Adds the total overtime hours.
*/
iTotal_hours = Employee1.hours + Employee2.hours + Employee3.hours;
iTotal_salaries = Employee1.iIndividualSalary + Employee2.iIndividualSalary + Employee3.iIndividualSalary;
iTotal_OvertimeHours = Employee1.overtime_hours + Employee2.overtime_hours + Employee3.overtime_hours;
cout << "%%%%%%%%%%%%%%%%%%%%%%%%%%%%%%%%%%%%%%%%%%%%%%%%%" << endl;
cout << "%%%% EMPLOYEE SUMMARY DATA%%%%%%%%%%%%%%%%%%%%%%%" << endl;
cout << "%%%%%%%%%%%%%%%%%%%%%%%%%%%%%%%%%%%%%%%%%%%%%%%%%" << endl;
cout << "%%%% Total Employee Salaries ..... = " << setprecision(6)<<iTotal_salaries <<endl;
cout << "%%%% Total Employee Hours ........ = " << setprecision(5)<<iTotal_hours << endl;
cout << "%%%% Total Overtime Hours......... = " << setprecision(5)<<iTotal_OvertimeHours << endl;
cout << "%%%%%%%%%%%%%%%%%%%%%%%%%%%%%%%%%%%%%%%%%%%%%%%%%" << endl;
cout << "%%%%%%%%%%%%%%%%%%%%%%%%%%%%%%%%%%%%%%%%%%%%%%%%%" << endl;
} // End of function
AddSomethingUp中的一行是iTotal_hours。不知道为什么会这样,但它是唯一得到的。

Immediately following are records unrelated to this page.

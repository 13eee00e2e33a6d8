//! Postgres backend for [`PetStore`] and [`SequenceGenerator`].

use async_trait::async_trait;
use tracing::debug;

use crate::{
    models::PetRow,
    page::{Page, PageRequest},
    pool,
    repository::{pets, sequences},
    store::{PetStore, SequenceGenerator},
    DbError, DbPool,
};

/// Relational store over a shared connection pool.
#[derive(Debug, Clone)]
pub struct PgStore {
    pool: DbPool,
}

impl PgStore {
    pub fn new(pool: DbPool) -> Self {
        Self { pool }
    }

    /// Connect to `database_url` with a pool of at most `max_connections`.
    pub async fn connect(database_url: &str, max_connections: u32) -> Result<Self, DbError> {
        pool::connect(database_url, max_connections).await.map(Self::new)
    }

    /// Bring the schema up to date.
    pub async fn migrate(&self) -> Result<(), DbError> {
        pool::migrate(&self.pool).await
    }
}

#[async_trait]
impl PetStore for PgStore {
    async fn find_by_id(&self, id: i64) -> Result<Option<PetRow>, DbError> {
        pets::find_pet(&self.pool, id).await
    }

    async fn find_by_name_and_species_and_owner(
        &self,
        name: &str,
        species: &str,
        owner_name: &str,
    ) -> Result<Option<PetRow>, DbError> {
        pets::find_pet_by_identity(&self.pool, name, species, owner_name).await
    }

    async fn save(&self, pet: PetRow) -> Result<PetRow, DbError> {
        pets::upsert_pet(&self.pool, &pet).await
    }

    async fn delete(&self, pet: &PetRow) -> Result<(), DbError> {
        let removed = pets::delete_pet(&self.pool, pet.id).await?;
        debug!(id = pet.id, removed, "delete issued");
        Ok(())
    }

    async fn find_all(&self, request: PageRequest) -> Result<Page<PetRow>, DbError> {
        // page and size are both bounded by u32, so the offset fits in i64.
        let offset = i64::try_from(request.offset()).unwrap_or(i64::MAX);
        let rows = pets::list_pets(&self.pool, i64::from(request.size), offset).await?;
        let total = pets::count_pets(&self.pool).await?;
        Ok(Page::new(rows, request, u64::try_from(total).unwrap_or(0)))
    }
}

#[async_trait]
impl SequenceGenerator for PgStore {
    async fn generate_sequence(&self, name: &str) -> Result<i64, DbError> {
        sequences::next_value(&self.pool, name).await
    }
}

所以我的问题是我必须传递DisplayEmployeeInformation某种变量吗?那应该是什么样的?更像是将信息传递给ImplementCalculations?
答案 0 :(得分:1)
EmployeeClass有许多成员变量,例如:hours,overtime_hours等。
ImplementCalculations函数在开头用完全相同的名称声明了一堆局部变量。它还具有完全相同名称的参数。
我假设在ImplementCalculations开始时你不希望声明 new 变量,而是设置类中的变量的值:
void EmployeeClass::ImplementCalculations (string EmployeeName, double hours, double wage) {
//Initialize overtime variables
overtime_hours=0;
overtime_pay=0;
overtime_extra=0;
basepay = 0;
iIndividualSalary = 0;
... (other code here) ...
还要考虑将参数变量重命名为p_EmployeeName和p_hours(等),这样它们就不会与你班级中的成员变量名冲突。
答案 1 :(得分:1)
虽然不是100%清楚你的问题是什么,但是很可能可能,原因是你没有使用引用。
例如,使用此功能:
void Addsomethingup (EmployeeClass Employee1);
这会创建Employee1
的副本,当该函数离开时会被丢弃。传递给函数的原始对象不会被触及并保持不变。
你可以试试这个:
void Addsomethingup (EmployeeClass &Employee1);
如果您不打算修改对象,也可以传递const引用作为无用复制的替代方法:
void Addsomethingup (EmployeeClass const &Employee1);
事实上,你应该为你的std::string
论点这样做(尽管C ++ 11可能会在这里改变游戏规则,但你最好向谷歌咨询,否则它就变得太偏离主题了这个问题)。你可能需要阅读一本好的C ++书。引用是一种非常基本的语言功能。
如果您来自Java背景,请不要对“引用”一词感到困惑。 Java中的“引用”更像是C ++中的指针,而C ++引用没有Java对应项。